事实上,考虑最大答案,就是将(1,2)和(2,1)一起堵上,或者将(n-1,m)和(n,m-1)一起堵上,因此答案最大为2。
再考虑走法。如果单纯判断是否能到达起点/终点的相邻节点,可能会出现以下情况:
input:
. . . . . # .
. . . . . # .
. . . . . # .
. . . . . . .
# # # # # # .
. . . . . . .
这时我们发现 起点和终点的两个临近节点都能到达,而答案则是1,因此我们需要其它方案。
考虑是否有两条通路。我们先进行一次dfs,若没有通路则直接输出0。若有通路则将这条路径堵上,并进行第二次dfs。

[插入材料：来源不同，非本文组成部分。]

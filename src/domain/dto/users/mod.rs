//! 사용자 관련 요청/응답 DTO

pub mod request;
pub mod response;

pub use request::*;
pub use response::*;
//! # Domain Entities Module
//!
//! MongoDB 문서와 직접 매핑되는 엔티티를 정의합니다.
//!
//! ```text
//! Domain Layer
//! ├── entities/     ← 이 모듈 (User)
//! ├── models/       ← 신원, 프로필, 자격 증명 값 객체
//! └── dto/          ← 콜백 요청/응답
//! ```

pub mod users;
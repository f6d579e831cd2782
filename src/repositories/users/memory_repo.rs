//! 프로세스 메모리 기반 사용자 저장소
//!
//! `STORAGE_BACKEND=memory`로 MongoDB 없이 서비스를 띄우거나 테스트할 때 사용합니다.
//! MongoDB 구현과 같은 유니크 제약을 적용합니다.

use std::sync::RwLock;
use async_trait::async_trait;
use mongodb::bson::oid::ObjectId;
use crate::config::ProviderTag;
use crate::domain::entities::users::user::User;
use crate::errors::{AppError, AppResult};
use super::user_repo::UserStore;

#[derive(Default)]
pub struct InMemoryUserRepository {
    users: RwLock<Vec<User>>,
}

impl InMemoryUserRepository {
    pub fn new() -> Self {
        Self::default()
    }

    pub fn len(&self) -> usize {
        self.users.read().map(|users| users.len()).unwrap_or(0)
    }

    pub fn is_empty(&self) -> bool {
        self.len() == 0
    }
}

#[async_trait]
impl UserStore for InMemoryUserRepository {
    async fn find_by_identity(
        &self,
        provider: ProviderTag,
        external_id: &str,
    ) -> AppResult<Option<User>> {
        let users = self.users
            .read()
            .map_err(|e| AppError::LookupFailed(format!("저장소 잠금 실패: {}", e)))?;

        Ok(users
            .iter()
            .find(|user| user.is_linked_to(provider, external_id))
            .cloned())
    }

    async fn create(&self, mut user: User) -> AppResult<User> {
        let mut users = self.users
            .write()
            .map_err(|e| AppError::PersistenceWriteFailed(format!("저장소 잠금 실패: {}", e)))?;

        for provider in user.linked_providers() {
            let Some(identity) = user.identity(provider) else { continue };
            if users.iter().any(|u| u.is_linked_to(provider, &identity.external_id)) {
                return Err(AppError::ConflictError("이미 연결된 소셜 계정입니다".to_string()));
            }
        }

        user.id = Some(ObjectId::new());
        users.push(user.clone());

        Ok(user)
    }
}
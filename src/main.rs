//! 소셜 계정 연결 서비스 실행 진입점
//!
//! 환경 설정을 로드하고 저장소와 신원 서비스를 조립한 뒤 HTTP 서버를 시작합니다.

use std::sync::Arc;
use actix_cors::Cors;
use actix_web::http::header;
use actix_web::{middleware, web, App, HttpServer};
use actix_governor::{Governor, GovernorConfigBuilder};
use dotenv::{dotenv};
use env_logger::Env;
use log::{error, info, warn};
use social_link_backend::config::{Environment, IdentityConfig, ServerConfig, StorageBackend, StorageConfig};
use social_link_backend::db::Database;
use social_link_backend::repositories::users::{InMemoryUserRepository, MongoUserRepository, UserStore};
use social_link_backend::routes::configure_all_routes;
use social_link_backend::services::identity::IdentityResolutionService;

/// Rate Limiting 설정 구조체
#[derive(Debug)]
struct RateLimitConfig {
    per_second: u64,
    burst_size: u32,
}

#[actix_web::main]
async fn main() -> std::io::Result<()> {
    // 환경 설정 및 로깅 초기화
    load_env_file();
    init_logging();

    info!("🚀 소셜 계정 연결 서비스 시작중...");

    let user_store = initialize_user_store().await?;

    let alias_policy = IdentityConfig::alias_policy();
    info!("Facebook 별칭 정책: {:?}", alias_policy);

    let resolution_service = web::Data::new(IdentityResolutionService::new(user_store, alias_policy));

    info!("✅ 모든 서비스가 성공적으로 초기화되었습니다!");

    // HTTP 서버 시작
    start_http_server(resolution_service).await
}

/// HTTP 서버를 구성하고 실행합니다
///
/// CORS, 로깅, 경로 정규화 미들웨어를 포함합니다.
///
/// # Errors
///
/// * `std::io::Error` - Rate Limit 설정 오류, 포트 바인딩 실패 또는 서버 실행 오류
async fn start_http_server(
    resolution_service: web::Data<IdentityResolutionService>,
) -> std::io::Result<()> {
    let bind_address = ServerConfig::bind_address();

    info!("🌐 서버가 http://{} 에서 실행중입니다", bind_address);
    info!("📍 Health check: http://{}/health", bind_address);
    info!("📍 Callback: http://{}/api/v1/auth/{{provider}}/callback", bind_address);

    // Rate Limiting 설정
    let rate_limit_config = load_rate_limit_config();
    let governor_conf = GovernorConfigBuilder::default()
        .requests_per_second(rate_limit_config.per_second)
        .burst_size(rate_limit_config.burst_size)
        .use_headers()
        .finish()
        .ok_or_else(|| {
            std::io::Error::new(
                std::io::ErrorKind::InvalidInput,
                "Rate Limiting 설정이 올바르지 않습니다 (0 값 불가)",
            )
        })?;

    info!(
        "🛡️ Rate Limiting 활성화: 초당 {}요청, 버스트 {}개",
        rate_limit_config.per_second,
        rate_limit_config.burst_size
    );

    HttpServer::new(move || {
        // CORS 설정
        let cors = configure_cors();

        App::new()
            // Rate Limiting 미들웨어 (가장 먼저 적용)
            .wrap(Governor::new(&governor_conf))

            .wrap(cors)
            .wrap(middleware::Logger::default())
            .wrap(middleware::NormalizePath::trim())

            .app_data(resolution_service.clone())

            // 라우트 설정
            .configure(configure_all_routes)
    })
        .bind(bind_address)?
        .workers(4) // 워커 스레드 수
        .run()
        .await
}

/// 환경별 설정 파일을 로드합니다
///
/// # Environment Variables
///
/// * `PROFILE=dev` - .env.dev 파일 로드 (기본값)
/// * `PROFILE=prod` - .env.prod 파일 로드
/// * 기타 - 기본 .env 파일 로드
fn load_env_file() {
    let profile = std::env::var("PROFILE").unwrap_or_else(|_| "dev".to_string());

    info!("Current profile: {}", profile);

    match profile.as_str() {
        "prod" => match dotenv::from_filename(".env.prod") {
            Ok(_) => info!(".env.prod 파일 로드 됨"),
            Err(e) => error!(".env.prod 파일 로드 실패: {}", e),
        },
        "dev" => match dotenv::from_filename(".env.dev") {
            Ok(_) => info!(".env.dev 파일 로드 됨"),
            Err(e) => error!(".env.dev 파일 로드 실패: {}", e),
        },
        _ => {
            dotenv().ok();
            info!("기본 .env 파일 로드");
        }
    }
}

/// 로깅 시스템을 초기화합니다
///
/// * `RUST_LOG` - 로깅 레벨 설정 (기본값: "info,actix_web=debug")
///
/// ```bash
/// RUST_LOG=social_link_backend::services=debug cargo run
/// ```
fn init_logging() {
    env_logger::init_from_env(Env::default().default_filter_or("info,actix_web=debug"));
}

/// `STORAGE_BACKEND`에 따라 사용자 저장소를 생성합니다
///
/// MongoDB를 사용하면 연결 확인 후 프로바이더별 유니크 인덱스를 생성합니다.
/// 연결이나 인덱스 생성에 실패하면 서버를 띄우지 않습니다.
async fn initialize_user_store() -> std::io::Result<Arc<dyn UserStore>> {
    match StorageConfig::backend() {
        StorageBackend::Mongo => {
            info!("📡 데이터베이스 연결 중...");

            let database = Database::new().await.map_err(|e| {
                error!("데이터베이스 연결 실패: {}", e);
                std::io::Error::other(format!("데이터베이스 연결 실패: {}", e))
            })?;

            info!("사용 데이터베이스: {}", database.database_name());
            let repository = MongoUserRepository::new(Arc::new(database));
            repository.create_indexes().await.map_err(|e| {
                error!("인덱스 생성 실패: {}", e);
                std::io::Error::other(e.to_string())
            })?;

            Ok(Arc::new(repository))
        }
        StorageBackend::Memory => {
            info!("💾 메모리 저장소 사용 (재시작 시 데이터 유실)");
            if Environment::current() == Environment::Production {
                warn!("⚠️ 운영 환경에서 메모리 저장소를 사용 중입니다");
            }
            Ok(Arc::new(InMemoryUserRepository::new()))
        }
    }
}

/// CORS 설정을 구성합니다
///
/// 개발환경에서 로컬호스트 간 통신을 허용합니다.
fn configure_cors() -> Cors {
    Cors::default()
        .allowed_origin("http://localhost:3000")
        .allowed_origin("http://127.0.0.1:3000")
        .allowed_origin("http://localhost:8080")
        .allowed_origin("http://127.0.0.1:8080")

        // 콜백은 POST, 헬스체크는 GET
        .allowed_methods(vec!["GET", "POST", "OPTIONS"])

        .allowed_headers(vec![
            header::ACCEPT,
            header::CONTENT_TYPE,
        ])

        // Preflight 요청 캐시 시간 (초)
        .max_age(3600)
}

/// 환경변수에서 Rate Limiting 설정을 로드합니다
///
/// * `RATE_LIMIT_PER_SECOND` - 초당 허용 요청 수 (기본값: 100)
/// * `RATE_LIMIT_BURST_SIZE` - 버스트 허용량 (기본값: 200)
fn load_rate_limit_config() -> RateLimitConfig {
    let per_second = std::env::var("RATE_LIMIT_PER_SECOND")
        .unwrap_or_else(|_| "100".to_string())
        .parse::<u64>()
        .unwrap_or_else(|e| {
            error!("RATE_LIMIT_PER_SECOND 파싱 실패: {}. 기본값 100 사용", e);
            100
        });

    let burst_size = std::env::var("RATE_LIMIT_BURST_SIZE")
        .unwrap_or_else(|_| "200".to_string())
        .parse::<u32>()
        .unwrap_or_else(|e| {
            error!("RATE_LIMIT_BURST_SIZE 파싱 실패: {}. 기본값 200 사용", e);
            200
        });

    let config = RateLimitConfig {
        per_second,
        burst_size,
    };

    info!("Rate Limiting 설정 로드됨: {:?}", config);
    config
}
//! # HTTP Request Handlers Module
//!
//! HTTP 요청을 처리하는 핸들러 함수들을 정의하는 모듈입니다.
//!
//! ```text
//! ┌─────────────────────────────────────────────┐
//!   Handlers (이 모듈) - HTTP 엔드포인트 처리         ← Web Layer
//! ├─────────────────────────────────────────────┤
//!   Services - 신원 조회/생성                       ← Service Layer
//! ├─────────────────────────────────────────────┤
//!   Repositories - UserStore 구현                  ← Repository Layer
//! ├─────────────────────────────────────────────┤
//!   Entities/Models - 도메인 모델                  ← Domain Layer
//! └─────────────────────────────────────────────┘
//! ```
//!
//! 핸들러는 요청 검증과 응답 변환만 담당하고, 에러는 [`AppError`](crate::errors::AppError)의
//! `ResponseError` 구현으로 HTTP 응답이 됩니다.

pub mod auth;
use serde::{Deserialize, Serialize};

/// Instagram 사용자 프로필
///
/// `id`만 보장되며 나머지는 프로바이더 응답에 따라 비어 있을 수 있습니다.
#[derive(Debug, Clone, Default, PartialEq, Serialize, Deserialize)]
pub struct InstagramProfile {
    #[serde(default)]
    pub id: Option<String>,
    #[serde(default)]
    pub username: Option<String>,
    #[serde(default)]
    pub full_name: Option<String>,
    #[serde(default)]
    pub profile_picture: Option<String>,
}
//! 소셜 신원 find-or-create 서비스

pub mod attachment_service;
pub mod resolution_service;

pub use attachment_service::IdentityAttachmentService;
pub use resolution_service::IdentityResolutionService;
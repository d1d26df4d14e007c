//! HTML builders for each page section.
//!
//! Everything here is plain string assembly so it can be exercised on the host;
//! the wasm side only injects the results and wires events by element id.

use crate::core::content::{Bubble, Profile, Skill, Stat, ABOUT_HEADLINE, ABOUT_TEXT};
use crate::core::{ContactForm, Field, NavItem, NavState, Project, Theme};
use std::fmt::Write;

// Element ids shared with the DOM wiring
pub const PROGRESS_BAR_ID: &str = "scroll-progress";
pub const THEME_TOGGLE_ID: &str = "theme-toggle";
pub const BACKGROUND_CANVAS_ID: &str = "particle-canvas";
pub const CONTACT_CANVAS_ID: &str = "contact-canvas";
pub const MENU_TOGGLE_ID: &str = "menu-toggle";
pub const MOBILE_MENU_ID: &str = "mobile-menu";
pub const PROJECT_SEARCH_ID: &str = "project-search";
pub const PROJECT_FILTERS_ID: &str = "project-filters";
pub const PROJECT_GRID_ID: &str = "project-grid";
pub const PROJECT_CURSOR_ID: &str = "project-cursor";
pub const CONTACT_FORM_ID: &str = "contact-form";
pub const CONTACT_SUBMIT_ID: &str = "contact-submit";
pub const CONTACT_NOTICE_ID: &str = "contact-notice";

/// Escape text for use in element content and quoted attributes.
pub fn escape(text: &str) -> String {
    let mut out = String::with_capacity(text.len());
    for c in text.chars() {
        match c {
            '&' => out.push_str("&amp;"),
            '<' => out.push_str("&lt;"),
            '>' => out.push_str("&gt;"),
            '"' => out.push_str("&quot;"),
            '\'' => out.push_str("&#39;"),
            _ => out.push(c),
        }
    }
    out
}

pub fn progress_bar() -> String {
    format!("<div id='{PROGRESS_BAR_ID}' class='scroll-progress' style='width: 0%'></div>")
}

pub fn theme_toggle(theme: Theme) -> String {
    format!(
        "<button id='{THEME_TOGGLE_ID}' class='theme-toggle' aria-label='Toggle Theme'>{}</button>",
        theme.toggle_icon()
    )
}

pub fn canvas(id: &str) -> String {
    format!("<canvas id='{}' class='particle-canvas'></canvas>", escape(id))
}

fn nav_button(item: &NavItem, active: bool, class: &str) -> String {
    let state = if active { " active" } else { "" };
    format!(
        "<button class='{class}{state}' data-nav='{}'>{}</button>",
        item.id,
        escape(item.label)
    )
}

/// Fixed header with desktop links, the mobile toggle and the mobile menu.
pub fn header(items: &[NavItem], nav: &NavState) -> String {
    let mut html = String::from(
        "<header class='site-header'><nav class='nav'><div class='brand'>Portfolio</div><div class='nav-links'>",
    );
    for item in items {
        html.push_str(&nav_button(item, item.id == nav.active(), "nav-link"));
    }
    html.push_str("</div>");
    _ = write!(
        html,
        "<button id='{MENU_TOGGLE_ID}' class='menu-toggle'>{}</button></nav>",
        menu_icon(nav.menu_open())
    );
    let hidden = if nav.menu_open() { "" } else { " hidden" };
    _ = write!(html, "<div id='{MOBILE_MENU_ID}' class='mobile-menu{hidden}'>");
    for item in items {
        html.push_str(&nav_button(item, item.id == nav.active(), "mobile-link"));
    }
    html.push_str("</div></header>");
    html
}

pub fn menu_icon(open: bool) -> &'static str {
    if open {
        "✕"
    } else {
        "☰"
    }
}

const ABSTRACT_PROFILE_SVG: &str = "<svg viewBox='0 0 200 200' class='abstract-profile'>\
<defs><linearGradient id='gradient1' x1='0%' y1='0%' x2='100%' y2='100%'>\
<stop offset='0%' stop-color='#60A5FA'/><stop offset='100%' stop-color='#34D399'/></linearGradient>\
<linearGradient id='gradient2' x1='100%' y1='0%' x2='0%' y2='100%'>\
<stop offset='0%' stop-color='#818CF8'/><stop offset='100%' stop-color='#EC4899'/></linearGradient></defs>\
<circle cx='100' cy='100' r='80' fill='url(#gradient1)' opacity='0.3'>\
<animate attributeName='r' values='80;85;80' dur='3s' repeatCount='indefinite'/></circle>\
<path d='M100,30 C150,30 150,170 100,170 C50,170 50,30 100,30' fill='url(#gradient2)' opacity='0.5'>\
<animate attributeName='d' values='M100,30 C150,30 150,170 100,170 C50,170 50,30 100,30;\
M100,40 C140,40 140,160 100,160 C60,160 60,40 100,40;\
M100,30 C150,30 150,170 100,170 C50,170 50,30 100,30' dur='5s' repeatCount='indefinite'/></path>\
<circle cx='100' cy='100' r='60' fill='none' stroke='white' stroke-width='2' opacity='0.8'>\
<animate attributeName='r' values='60;65;60' dur='4s' repeatCount='indefinite'/></circle></svg>";

fn bubble(b: &Bubble) -> String {
    format!(
        "<div class='bubble' style='top: {:.1}%; left: {:.1}%; width: {:.1}px; height: {:.1}px; \
background: rgba({}, {}, 255, 0.2); animation: float {:.1}s linear infinite'></div>",
        b.top_pct, b.left_pct, b.size_px, b.size_px, b.red, b.green, b.float_secs
    )
}

pub fn hero(profile: &Profile, bubbles: &[Bubble]) -> String {
    let mut html = String::from("<section id='home' class='hero'><div class='hero-backdrop'>");
    for b in bubbles {
        html.push_str(&bubble(b));
    }
    html.push_str("</div><div class='hero-content'><div class='profile'>");
    html.push_str(ABSTRACT_PROFILE_SVG);
    _ = write!(
        html,
        "<div class='profile-ring'></div><div class='profile-photo'><img src='{}' alt='{}'/></div></div>",
        escape(profile.image),
        escape(profile.name)
    );
    _ = write!(
        html,
        "<h1>{}</h1><p class='tagline'>{}</p>",
        escape(profile.name),
        escape(profile.tagline)
    );
    _ = write!(
        html,
        "<div class='socials'><a href='{}' target='_blank'>GitHub</a><a href='{}' target='_blank'>LinkedIn</a>\
<a href='mailto:{}'>Email</a></div>",
        escape(profile.github),
        escape(profile.linkedin),
        escape(profile.email)
    );
    html.push_str("<a class='scroll-down' href='#about'>⌄</a></div></section>");
    html
}

fn section_heading(title: &str) -> String {
    format!(
        "<div class='section-heading'><h2><span class='gradient-text'>{}</span></h2><div class='rule'></div></div>",
        escape(title)
    )
}

pub fn about(stats: &[Stat]) -> String {
    let mut html = String::from("<section id='about' class='section'>");
    html.push_str(&section_heading("About Me"));
    _ = write!(
        html,
        "<div class='about-grid'><div class='about-text'><h3>{}</h3><p>{}</p>\
<button class='primary'>Download Resume</button></div><div class='stats'>",
        escape(ABOUT_HEADLINE),
        escape(ABOUT_TEXT)
    );
    for stat in stats {
        _ = write!(
            html,
            "<div class='stat'><div class='stat-value'>{}</div><div class='stat-label'>{}</div></div>",
            escape(stat.value),
            escape(stat.label)
        );
    }
    html.push_str("</div></div></section>");
    html
}

pub fn skill_card(skill: &Skill) -> String {
    let stars: String = skill
        .stars()
        .iter()
        .map(|filled| {
            if *filled {
                "<span class='star filled'>★</span>"
            } else {
                "<span class='star'>☆</span>"
            }
        })
        .collect();
    format!(
        "<div class='skill-card'><h3>{}</h3><div class='stars'>{}</div><p>{}</p></div>",
        escape(skill.title),
        stars,
        escape(skill.description)
    )
}

pub fn skills(skills: &[Skill]) -> String {
    let mut html = String::from("<section id='skills' class='section'>");
    html.push_str(&section_heading("Skills & Expertise"));
    html.push_str("<div class='skills-grid'>");
    for s in skills {
        html.push_str(&skill_card(s));
    }
    html.push_str("</div></section>");
    html
}

/// Tag filter buttons; active tags are highlighted.
pub fn filter_buttons(tags: &[&str], is_active: impl Fn(&str) -> bool) -> String {
    let mut html = String::new();
    for tag in tags {
        let state = if is_active(tag) { " active" } else { "" };
        _ = write!(
            html,
            "<button class='tag-filter{state}' data-tag='{}'>{}</button>",
            escape(tag),
            escape(tag)
        );
    }
    html
}

pub fn project_card(project: &Project, index: usize, active: bool) -> String {
    let state = if active { "active" } else { "inactive" };
    let side = if index % 2 == 0 { "left" } else { "right" };
    let mut html = format!(
        "<div class='project-card {state} tilt-{side}' data-card='{index}'><div class='card-media'><img src='{}' alt='{}'/>\
<div class='card-overlay'><div class='card-tags'>",
        escape(project.image),
        escape(project.title)
    );
    for tag in &project.tags {
        _ = write!(html, "<span class='tag'>{}</span>", escape(tag));
    }
    _ = write!(
        html,
        "</div><h3>{}</h3><p>{}</p><div class='card-links'><a href='{}'>Code</a><a href='{}'>Live</a></div>\
</div></div></div>",
        escape(project.title),
        escape(project.description),
        escape(project.repo_link),
        escape(project.live_link)
    );
    html
}

/// Cards for the filtered projects; `active` indexes into `projects`.
pub fn project_grid(projects: &[&Project], active: usize) -> String {
    if projects.is_empty() {
        return "<p class='empty'>No projects match the current filters.</p>".to_string();
    }
    projects
        .iter()
        .enumerate()
        .map(|(i, p)| project_card(p, i, i == active))
        .collect()
}

pub fn projects_section(tags: &[&str], projects: &[&Project]) -> String {
    let mut html = String::from("<section id='projects' class='section projects'>");
    _ = write!(
        html,
        "<div id='{PROJECT_CURSOR_ID}' class='custom-cursor'><div class='cursor-dot'><span></span></div></div>"
    );
    html.push_str(&section_heading("Featured Projects"));
    _ = write!(
        html,
        "<div class='project-controls'><input id='{PROJECT_SEARCH_ID}' type='text' placeholder='Search Projects...'/>\
<div id='{PROJECT_FILTERS_ID}' class='filters'>{}</div></div>",
        filter_buttons(tags, |_| false)
    );
    _ = write!(
        html,
        "<div id='{PROJECT_GRID_ID}' class='project-grid'>{}</div></section>",
        project_grid(projects, 0)
    );
    html
}

fn field_label(field: Field) -> &'static str {
    match field {
        Field::Name => "Your Name",
        Field::Email => "Email Address",
        Field::Message => "Your Message",
    }
}

pub fn contact_section(form: &ContactForm) -> String {
    let mut html = String::from("<section id='contact' class='section contact'>");
    html.push_str(&canvas(CONTACT_CANVAS_ID));
    html.push_str(&section_heading("Get In Touch"));
    _ = write!(html, "<div class='contact-grid'><form id='{CONTACT_FORM_ID}'>");
    for field in Field::ALL {
        let value = escape(form.field(field));
        let label = field_label(field);
        let id = field.element_id();
        let control = match field {
            Field::Message => format!("<textarea id='{id}' placeholder='{label}'>{value}</textarea>"),
            Field::Email => {
                format!("<input id='{id}' type='email' placeholder='{label}' value='{value}'/>")
            }
            Field::Name => {
                format!("<input id='{id}' type='text' placeholder='{label}' value='{value}'/>")
            }
        };
        html.push_str(&control);
    }
    let disabled = if form.is_pending() { " disabled" } else { "" };
    _ = write!(
        html,
        "<button id='{CONTACT_SUBMIT_ID}' type='submit'{disabled}>{}</button>\
<p id='{CONTACT_NOTICE_ID}' class='notice'>{}</p></form>",
        form.button_label(),
        form.notice().map(|n| escape(&n)).unwrap_or_default()
    );
    html.push_str(
        "<div class='map'><img src='/api/placeholder/800/400' alt='Map'/><div class='map-marker'></div></div></div></section>",
    );
    html
}
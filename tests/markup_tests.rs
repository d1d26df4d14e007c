// Host-side tests for the section HTML builders.

use portfolio_web::core::content::{hero_bubbles, Profile, Skill, SKILLS, STATS};
use portfolio_web::core::constants::HERO_BUBBLE_COUNT;
use portfolio_web::core::{default_catalog, ContactForm, Field, NavState, NAV_ITEMS};
use portfolio_web::markup::*;

#[test]
fn escape_neutralises_markup() {
    assert_eq!(
        escape("<a href=\"x\">Tom & 'Jerry'</a>"),
        "&lt;a href=&quot;x&quot;&gt;Tom &amp; &#39;Jerry&#39;&lt;/a&gt;"
    );
    assert_eq!(escape("plain"), "plain");
}

#[test]
fn header_marks_active_entry_and_hides_mobile_menu() {
    let mut nav = NavState::default();
    nav.on_section_visible("skills", true);
    let html = header(&NAV_ITEMS, &nav);
    assert!(html.contains("class='nav-link active' data-nav='skills'"));
    assert!(html.contains("class='nav-link' data-nav='home'"));
    assert!(html.contains("class='mobile-menu hidden'"));
    assert_eq!(html.matches("data-nav=").count(), NAV_ITEMS.len() * 2);
}

#[test]
fn skill_card_fills_stars_up_to_level() {
    let skill = Skill {
        title: "Rust",
        level: 3,
        description: "Systems & web",
    };
    let html = skill_card(&skill);
    assert_eq!(html.matches("star filled").count(), 3);
    assert_eq!(html.matches("class='star'").count(), 2);
    assert!(html.contains("Systems &amp; web"));
}

#[test]
fn project_grid_highlights_active_card() {
    let catalog = default_catalog();
    let refs: Vec<_> = catalog.iter().collect();
    let html = project_grid(&refs, 1);
    assert_eq!(html.matches("data-card=").count(), 3);
    assert!(html.contains("project-card active tilt-right' data-card='1'"));
    assert!(html.contains("project-card inactive tilt-left' data-card='0'"));
}

#[test]
fn empty_project_grid_says_so() {
    assert!(project_grid(&[], 0).contains("No projects match"));
}

#[test]
fn filter_buttons_reflect_active_tags() {
    let html = filter_buttons(&["React", "Go"], |t| t == "Go");
    assert!(html.contains("class='tag-filter' data-tag='React'"));
    assert!(html.contains("class='tag-filter active' data-tag='Go'"));
}

#[test]
fn contact_section_reflects_form_state() {
    let mut form = ContactForm::default();
    form.set_field(Field::Name, "<Ada>");
    let idle = contact_section(&form);
    assert!(idle.contains("value='&lt;Ada&gt;'"));
    assert!(idle.contains("Send Message"));
    assert!(!idle.contains(" disabled"));

    form.begin_submit().expect("submit");
    let pending = contact_section(&form);
    assert!(pending.contains("type='submit' disabled"));
    assert!(pending.contains("Sending..."));
    assert!(pending.contains(CONTACT_CANVAS_ID));
}

#[test]
fn static_sections_render_content() {
    let profile = Profile::default();
    let bubbles = hero_bubbles(1);
    assert_eq!(bubbles.len(), HERO_BUBBLE_COUNT);
    let html = hero(&profile, &bubbles);
    assert!(html.starts_with("<section id='home'"));
    assert_eq!(html.matches("class='bubble'").count(), HERO_BUBBLE_COUNT);
    assert!(html.contains("mailto:your-email@example.com"));

    let html = about(&STATS);
    assert!(html.contains("Cups of Coffee"));
    assert!(html.contains("1000+"));

    let html = skills(&SKILLS);
    assert_eq!(html.matches("skill-card").count(), SKILLS.len());
}

#[test]
fn hero_bubbles_are_deterministic_and_in_range() {
    let a = hero_bubbles(5);
    assert_eq!(a, hero_bubbles(5));
    for b in &a {
        assert!((0.0..=100.0).contains(&b.top_pct));
        assert!((0.0..=100.0).contains(&b.left_pct));
        assert!(b.size_px >= 5.0 && b.size_px <= 15.0);
        assert!(b.float_secs >= 5.0 && b.float_secs <= 15.0);
    }
}
/// Percentage of the page scrolled, in \[0, 100\].
///
/// A document that fits in the viewport (no scrollable height) reports 0.
#[inline]
pub fn scroll_progress(scroll_y: f64, document_height: f64, viewport_height: f64) -> f64 {
    let scrollable = document_height - viewport_height;
    if !scrollable.is_finite() || scrollable <= 0.0 || !scroll_y.is_finite() {
        return 0.0;
    }
    (scroll_y / scrollable * 100.0).clamp(0.0, 100.0)
}

/// CSS width for the progress bar.
#[inline]
pub fn progress_width(percent: f64) -> String {
    format!("{:.2}%", percent)
}

/// Document y to scroll to so a section starting at `element_top` (viewport
/// relative) clears a fixed header of `header_offset` px.
#[inline]
pub fn section_scroll_target(element_top: f64, page_y_offset: f64, header_offset: f64) -> f64 {
    element_top + page_y_offset - header_offset
}
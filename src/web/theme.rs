use super::dom::Listener;
use crate::core::{PageState, Theme};
use crate::markup::THEME_TOGGLE_ID;
use std::cell::RefCell;
use std::rc::Rc;
use web_sys as web;

/// Reflect `theme` on `<body>` and on the toggle button.
pub fn apply(document: &web::Document, theme: Theme) {
    if let Some(body) = document.body() {
        _ = body
            .class_list()
            .toggle_with_force(Theme::DARK_CLASS, theme.is_dark());
    }
    if let Some(btn) = document.get_element_by_id(THEME_TOGGLE_ID) {
        btn.set_text_content(Some(theme.toggle_icon()));
    }
}

pub fn wire_theme_toggle(document: &web::Document, state: Rc<RefCell<PageState>>) -> Option<Listener> {
    let doc = document.clone();
    Listener::on_element(document, THEME_TOGGLE_ID, "click", move |_| {
        let theme = state.borrow_mut().toggle_theme();
        apply(&doc, theme);
        log::info!("[theme] {}", theme.name());
    })
}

若第二次dfs有答案则输出2,否则输出1。
关于正确性,因为dfs的特性是不碰到障碍物就不会改变移动的方向(左手法则/右手法则),因此即使有两个解,我们也会优先堵上不会对另外一个答案产生影响的通路,可以保证正确。
#include<bits/stdc++.h>
#define int long long
#define maxn 1000
using namespace std;
inline char get(){
static char buf[30000],*p1=buf,*p2=buf;
return p1==p2 && (p2=(p1=buf)+fread(buf,1,30000,stdin),p1==p2)?EOF:*p1++;
}
inline int read(){
register char c=getchar();register int f=1,_=0;
while(c>'9' || c<'0')f=(c=='-')?-1:1,c=getchar();
while(c<='9' && c>='0')_=(_<<3)+(_<<1)+(c^48),c=getchar();
return _*f;
}
int n,m;
set<pair<int,int> > mp,vis;
int dfs(int x,int y){
//cout<<x<<" "<<y<<endl;
if(x==n && y==m)return 1;
if(vis.count(make_pair(x,y)))return 0;
if(mp.count(make_pair(x,y)))return 0;
if(x>n || y>m)return 0;
vis.insert(make_pair(x,y));
if(dfs(x+1,y)==1){
mp.insert(make_pair(x+1,y));
return 1;
}
if(dfs(x,y+1)==1){
mp.insert(make_pair(x,y+1));
return 1;
}
return 0;
}
signed main(){
//freopen("1.txt","r",stdin);
ios::sync_with_stdio(false);
cin.tie(0);
cin>>n>>m;
for(register int i=1;i<=n;i++){
char cas;
for(register int j=1;j<=m;j++){
cin>>cas;
if(cas=='#')mp.insert(make_pair(i,j));
}
}
if(dfs(1,1)==0){
cout<<0;
return 0;
}
vis.clear();
if(dfs(1,1)==0){
cout<<1;
return 0;
}
else{
cout<<2;
return 0;
}
return 0;
}